- Ta świątynia jest owocem twórczej ludzkiej myśli, żywej wiary i wielkiej ofiarności ludzi - mówiono w czasie uroczystości w parafii św. Katarzyny w Nasielsku.
Liturgia poświęcenia kościoła jest niepowtarzalna. Tak tez było u św. Katarzyny w Nasielsku. Wszyscy zgromadzili się przed zamkniętymi drzwiami kościoła. Klucze do świątyni przekazali architekci budowli: Danuta Rzewuska-Krupińska i Tadeusz Krupiński. - Przekazujemy pasterzowi Kościoła płockiego klucze, które otworzą podwoje tej świątyni. Jest ona owocem twórczej ludzkiej myśli, żywej wiary i wielkiej ofiarności ludzi - mówiła architekt z Warszawy.
- W 24. roku od powstania naszej parafii, spełniają się nasze marzenia, bo zakończona jest praca przy wznoszeniu i upiększaniu naszej świątyni. Prosimy, Boga, aby przyjął ten kościół, który wielu budowało modlitwą, cierpieniem, pracą i złożonymi ofiarami - powiedzieli państwo Mokos - przedstawiciele parafii, którzy witali biskupa Liberę.
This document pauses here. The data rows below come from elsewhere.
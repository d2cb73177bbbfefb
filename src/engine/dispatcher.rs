// Dispatcher - 並列ワーカーの起動と回収

use crate::{
    core::{ProcessingError, ProcessingOutcome, ProgressReporter, WorkItem},
    demo::DemoDecoder,
    services::processing::process_demo_file,
};
use std::sync::Arc;
use tokio::sync::{mpsc, OwnedSemaphorePermit, Semaphore};
use tokio::task::JoinSet;
use tracing::{debug, error, warn};

/// Dispatcher: アイテムごとにパーミットを取得してワーカーを起動する
///
/// 全ワーカーの終了を待ってから戻るので、戻った時点で
/// 結果チャンネルの送信側は全て閉じている。戻り値は起動したワーカー数。
pub fn spawn_dispatcher<D, R>(
    decoder: Arc<D>,
    reporter: Arc<R>,
    mut work_rx: mpsc::Receiver<WorkItem>,
    result_tx: mpsc::Sender<ProcessingOutcome>,
    semaphore: Arc<Semaphore>,
    report_extension: &'static str,
) -> tokio::task::JoinHandle<usize>
where
    D: DemoDecoder + ?Sized + 'static,
    R: ProgressReporter + ?Sized + 'static,
{
    tokio::spawn(async move {
        let mut workers = JoinSet::new();
        let mut dispatched = 0;

        while let Some(item) = work_rx.recv().await {
            // セマフォで同時実行数制御
            let permit = match Arc::clone(&semaphore).acquire_owned().await {
                Ok(permit) => permit,
                Err(closed) => {
                    // セマフォは閉じないので到達しない想定
                    let error = ProcessingError::channel(format!("semaphore closed: {closed}"));
                    error!(path = %item.path().display(), %error, "cannot dispatch");
                    let _ = result_tx
                        .send(ProcessingOutcome::Failure {
                            file_path: item.path().to_path_buf(),
                            error,
                        })
                        .await;
                    continue;
                }
            };

            reporter.report_dispatched(item.path()).await;
            workers.spawn(run_worker(
                Arc::clone(&decoder),
                item,
                report_extension,
                permit,
                result_tx.clone(),
            ));
            dispatched += 1;

            // 終わったワーカーを回収
            while let Some(joined) = workers.try_join_next() {
                log_join_failure(joined);
            }
        }

        while let Some(joined) = workers.join_next().await {
            log_join_failure(joined);
        }

        debug!(dispatched, "all workers finished");
        dispatched
    })
}

/// 1ファイル分のワーカー
///
/// どんな失敗でも必ず1つの結果を送る。
async fn run_worker<D>(
    decoder: Arc<D>,
    item: WorkItem,
    report_extension: &'static str,
    permit: OwnedSemaphorePermit,
    result_tx: mpsc::Sender<ProcessingOutcome>,
) where
    D: DemoDecoder + ?Sized + 'static,
{
    let file_path = item.path().to_path_buf();
    debug!(path = %file_path.display(), "worker started");

    let joined = tokio::task::spawn_blocking(move || {
        process_demo_file(decoder.as_ref(), &item, report_extension)
    })
    .await;
    drop(permit);

    let outcome = match joined {
        Ok(Ok(())) => ProcessingOutcome::Success { file_path },
        Ok(Err(error)) => ProcessingOutcome::Failure { file_path, error },
        Err(join_error) => {
            // 書きかけのレポートは巻き戻し中に削除済み
            error!(path = %file_path.display(), "worker panicked");
            let error =
                ProcessingError::worker_panicked(file_path.display().to_string(), join_error);
            ProcessingOutcome::Failure { file_path, error }
        }
    };

    if result_tx.send(outcome).await.is_err() {
        warn!("result channel closed before worker finished");
    }
}

fn log_join_failure(joined: Result<(), tokio::task::JoinError>) {
    if let Err(join_error) = joined {
        error!(error = %join_error, "worker task failed");
    }
}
- Ta świątynia jest znakiem oddania, ofiarności i szczególnej łaski. Każdy kamień i cegła są znakiem przywiązania i miłości naszej do Boga - mówił budowniczy kościoła, ks. kan. Jan Majewski, który przez 8 lat wraz z parafianami wznosił nową świątynię.
- Jak piękny to moment i oczekiwany! Widzę dumę w Waszych oczach z tego kościoła. Jakie to piękne i pouczające w tych czasach: zobaczyć ludzi cieszących się swoim kościołem i doświadczyć, że piękne są w naszym życiu te chwile, gdy ofiarujemy Panu Bogu dzieło naszych rąk i pragnienia serc! Kościoła bowiem nie wystarczy tylko zbudować, ale trzeba go aktem liturgicznym poświęcić, oddać Bogu Najwyższemu. Dziękuję Panu Bogu za to, że w dniu dzisiejszym dane mi jest dokonać konsekracji waszej świątyni pod wezwaniem Miłosierdzia Bożego - mówił w homilii bp Piotr Libera.
Zwrócił uwagę, że podobna uroczystość w Nasielsku miała miejsce 106 lat temu – gdy w 1909 roku, bł. bp Antoni Julian Nowowiejski dokonał konsekracji kościoła świętego Wojciecha.